O mesmo padrão foi observado em duas tribos da Tanzânia, os datog, que são criadores de gado, e os hadza, que se alimentam de tubérculos e raízes. “Apesar da proximidade geográfica e do parentesco genético, há grandes diferenças na média de cópias nessas populações. Acreditamos que isso ocorra por causa da dieta”, disse o cientista.


Mistérios da paleoantropologia


De acordo com Dominy, ao estudar as origens humanas, os antropólogos sempre se surpreenderam com o súbito crescimento, quase simultâneo, do cérebro, do corpo e da abrangência geográfica. Outros primatas mudaram pouco no mesmo período. Para os cientistas, o fenômeno indica que os humanos devem ter encontrado uma melhor fonte de nutrientes.

“Este é o grande mistério da paleoantropologia: o que mudou?”, disse Dominy. “Por que nossos ancestrais se desviaram do padrão dos primatas e desenvolveram esse cérebro incrivelmente grande, tão dispendioso em termos energéticos?”
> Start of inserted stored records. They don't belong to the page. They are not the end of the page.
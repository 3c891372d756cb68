//! # Probes
//!
//! Liveness and readiness probes for the main session container (spec.md
//! §4.3 "Probes"). Both hit the agent's own `/status` endpoint; only the
//! timing differs, matching the deliberately slower liveness probe so a
//! transient status hiccup doesn't kill the whole Pod.

use k8s_openapi::api::core::v1::{HTTPGetAction, Probe};

fn status_probe(port: i32, initial_delay_secs: i32, period_secs: i32) -> Probe {
    Probe {
        http_get: Some(HTTPGetAction {
            path: Some("/status".to_string()),
            port: k8s_openapi::apimachinery::pkg::util::intstr::IntOrString::Int(port),
            ..Default::default()
        }),
        initial_delay_seconds: Some(initial_delay_secs),
        period_seconds: Some(period_secs),
        ..Default::default()
    }
}

/// `initialDelaySeconds: 30, periodSeconds: 10`.
#[must_use]
pub fn liveness(port: i32) -> Probe {
    status_probe(port, 30, 10)
}

/// `initialDelaySeconds: 5, periodSeconds: 5`.
#[must_use]
pub fn readiness(port: i32) -> Probe {
    status_probe(port, 5, 5)
}
//! # MarketplaceSyncer
//!
//! Reconciles a single Secret carrying a named settings object's
//! marketplace configuration (spec.md §4.5). Grounded on the teacher's
//! `provider::common::{compare_secret_value, log_secret_operation}` pair
//! (`src/provider/common.rs`), generalized from "provider secret store" to
//! "in-cluster Secret", with the ownership gate spec.md adds on top.

use std::collections::BTreeMap;
use std::sync::Arc;

use k8s_openapi::api::core::v1::Secret;
use k8s_openapi::apimachinery::pkg::apis::meta::v1::ObjectMeta;
use serde_json::Value;

use crate::cluster::ClusterApi;
use crate::constants::{
    LABEL_APP_MANAGED_BY, MANAGED_BY_SETTINGS_VALUE, MARKETPLACE_DATA_KEY, MARKETPLACE_SECRET_PREFIX,
};
use crate::error::ClusterError;
use crate::naming::sanitize_secret_name;

/// Input to `MarketplaceSyncer::sync` (spec.md §4.5).
#[derive(Debug, Clone)]
pub struct Settings {
    pub name: String,
    pub marketplaces: BTreeMap<String, Value>,
}

#[must_use]
fn secret_name(settings_name: &str) -> String {
    format!(
        "{MARKETPLACE_SECRET_PREFIX}{}",
        sanitize_secret_name(settings_name, MARKETPLACE_SECRET_PREFIX.len())
    )
}

fn is_managed_by_settings(secret: &Secret) -> bool {
    secret
        .metadata
        .labels
        .as_ref()
        .and_then(|labels| labels.get(LABEL_APP_MANAGED_BY))
        .map(String::as_str)
        == Some(MANAGED_BY_SETTINGS_VALUE)
}

fn marketplace_secret(name: &str, namespace: &str, payload: &str) -> Secret {
    let mut labels = BTreeMap::new();
    labels.insert(LABEL_APP_MANAGED_BY.to_string(), MANAGED_BY_SETTINGS_VALUE.to_string());

    let mut string_data = BTreeMap::new();
    string_data.insert(MARKETPLACE_DATA_KEY.to_string(), payload.to_string());

    Secret {
        metadata: ObjectMeta {
            name: Some(name.to_string()),
            namespace: Some(namespace.to_string()),
            labels: Some(labels),
            ..Default::default()
        },
        string_data: Some(string_data),
        ..Default::default()
    }
}

/// Reconciles the marketplace Secret for one settings object.
pub struct MarketplaceSyncer<C: ClusterApi> {
    cluster: Arc<C>,
    namespace: String,
}

impl<C: ClusterApi> MarketplaceSyncer<C> {
    #[must_use]
    pub fn new(cluster: Arc<C>, namespace: String) -> Self {
        Self { cluster, namespace }
    }

    /// `Sync(settings)` as specified: delete if empty, create-if-absent or
    /// update-if-present-and-owned otherwise, skip foreign objects with a
    /// warning (spec.md §4.5).
    #[tracing::instrument(skip(self, settings), fields(settings = %settings.name))]
    pub async fn sync(&self, settings: &Settings) -> Result<(), ClusterError> {
        let name = secret_name(&settings.name);
        let existing = self.cluster.get_secret(&self.namespace, &name).await?;

        if settings.marketplaces.is_empty() {
            return self.delete_if_owned(&name, existing).await;
        }

        let payload = serde_json::to_string_pretty(&settings.marketplaces)
            .expect("marketplace map always serializes to JSON");

        match existing {
            None => {
                tracing::info!(secret = %name, "creating marketplace secret");
                self.cluster
                    .create_secret(&self.namespace, marketplace_secret(&name, &self.namespace, &payload))
                    .await
            }
            Some(current) if is_managed_by_settings(&current) => {
                tracing::info!(secret = %name, "updating marketplace secret");
                self.cluster
                    .update_secret(&self.namespace, marketplace_secret(&name, &self.namespace, &payload))
                    .await
            }
            Some(_) => {
                tracing::warn!(secret = %name, "marketplace secret exists but is not managed by settings, leaving untouched");
                Ok(())
            }
        }
    }

    async fn delete_if_owned(&self, name: &str, existing: Option<Secret>) -> Result<(), ClusterError> {
        match existing {
            None => Ok(()),
            Some(secret) if is_managed_by_settings(&secret) => {
                tracing::info!(secret = %name, "deleting marketplace secret, settings carries no marketplaces");
                match self.cluster.delete_secret(&self.namespace, name).await {
                    Ok(()) | Err(ClusterError::NotFound { .. }) => Ok(()),
                    Err(error) => Err(error),
                }
            }
            Some(_) => {
                tracing::warn!(secret = %name, "marketplace secret exists but is not managed by settings, leaving untouched on delete");
                Ok(())
            }
        }
    }
}

#[cfg(test)]
mod tests {
    use super::*;
    use crate::cluster::fake::FakeClusterApi;
    use serde_json::json;

    fn settings_with(name: &str, marketplaces: &[(&str, Value)]) -> Settings {
        Settings {
            name: name.to_string(),
            marketplaces: marketplaces.iter().map(|(k, v)| (k.to_string(), v.clone())).collect(),
        }
    }

    #[tokio::test]
    async fn creates_secret_when_absent() {
        let cluster = Arc::new(FakeClusterApi::new());
        let syncer = MarketplaceSyncer::new(Arc::clone(&cluster), "default".to_string());
        let settings = settings_with("team-a", &[("npm", json!({"url": "https://example.com"}))]);

        syncer.sync(&settings).await.unwrap();

        let secret = cluster.get_secret("default", &secret_name("team-a")).await.unwrap();
        assert!(secret.is_some());
        assert!(is_managed_by_settings(&secret.unwrap()));
    }

    #[tokio::test]
    async fn updates_secret_when_owned() {
        let cluster = Arc::new(FakeClusterApi::new());
        let syncer = MarketplaceSyncer::new(Arc::clone(&cluster), "default".to_string());
        let first = settings_with("team-a", &[("npm", json!({"url": "https://example.com"}))]);
        syncer.sync(&first).await.unwrap();

        let second = settings_with("team-a", &[("npm", json!({"url": "https://updated.example.com"}))]);
        syncer.sync(&second).await.unwrap();

        let secret = cluster
            .get_secret("default", &secret_name("team-a"))
            .await
            .unwrap()
            .unwrap();
        let payload = secret.string_data.unwrap();
        assert!(payload.get(MARKETPLACE_DATA_KEY).unwrap().contains("updated.example.com"));
    }

    #[tokio::test]
    async fn leaves_foreign_secret_untouched() {
        let cluster = Arc::new(FakeClusterApi::new());
        let name = secret_name("team-a");
        cluster
            .create_secret(
                "default",
                Secret {
                    metadata: ObjectMeta {
                        name: Some(name.clone()),
                        namespace: Some("default".to_string()),
                        ..Default::default()
                    },
                    ..Default::default()
                },
            )
            .await
            .unwrap();

        let syncer = MarketplaceSyncer::new(Arc::clone(&cluster), "default".to_string());
        let settings = settings_with("team-a", &[("npm", json!({"url": "https://example.com"}))]);
        syncer.sync(&settings).await.unwrap();

        let secret = cluster.get_secret("default", &name).await.unwrap().unwrap();
        assert!(secret.string_data.is_none());
    }

    #[tokio::test]
    async fn deletes_owned_secret_when_marketplaces_empty() {
        let cluster = Arc::new(FakeClusterApi::new());
        let syncer = MarketplaceSyncer::new(Arc::clone(&cluster), "default".to_string());
        let populated = settings_with("team-a", &[("npm", json!({"url": "https://example.com"}))]);
        syncer.sync(&populated).await.unwrap();

        let empty = settings_with("team-a", &[]);
        syncer.sync(&empty).await.unwrap();

        assert!(cluster.get_secret("default", &secret_name("team-a")).await.unwrap().is_none());
    }

    #[tokio::test]
    async fn deleting_absent_secret_is_a_no_op() {
        let cluster = Arc::new(FakeClusterApi::new());
        let syncer = MarketplaceSyncer::new(Arc::clone(&cluster), "default".to_string());
        let empty = settings_with("team-a", &[]);
        syncer.sync(&empty).await.unwrap();
    }
}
Por muitos anos, pensou-se que a resposta estaria ligada a uma crescente importância da carne na dieta, à medida que os humanos aprenderam a caçar. “Mas, mesmo entre as populações modernas de caçadores, a carne é uma fração relativamente pequena da dieta, mesmo com recursos mais avançados. Pensar que, há 2 ou 4 milhões de anos, animais de cérebro pequeno podiam adquirir carne com eficiência não faz muito sentido”, ponderou Dominy.

Alguns antropólogos começaram a suspeitar que a nova fonte de alimento consistia no amido, armazenado pelas plantas na forma de tubérculos e raízes – versões selvagens de cenouras, batatas e cebolas.

Para o pesquisador, assim que os humanos começaram a reconhecer as plantas que formam tubérculos, tiveram acesso a uma fonte de alimento desconhecida para outros primatas. “É uma mina de ouro alimentar. Basta cavar”, disse.

Os tubérculos podem ter sido especialmente importantes para o Homo erectus, que teria aprendido a cozinhar com fogo. Desde que essa idéia foi proposta, há cerca de uma década, os cientistas procuram provas para apoiá-la ou refutá-la. Mas não é uma tarefa fácil quando se trata de comida perecível consumida há 2 milhões de anos.

Mas, em um trabalho publicado no início de 2007, a equipe de Dominy descreveu que animais que comem tubérculos e raízes produzem tecidos corporais com uma assinatura isotópica que combina com a que foi encontrada em fósseis humanos.

De acordo com o cientista, a nova descoberta é uma linha separada de evidências, indicando a importância do amido nas origens humanas. “Quando o fogo foi controlado, cozinhar vegetais ricos em amido pode tê-los tornado mais fáceis de comer”, disse. Ao mesmo tempo, isso deve ter feito com que o organismo gerasse cópias extras do gene da amilase.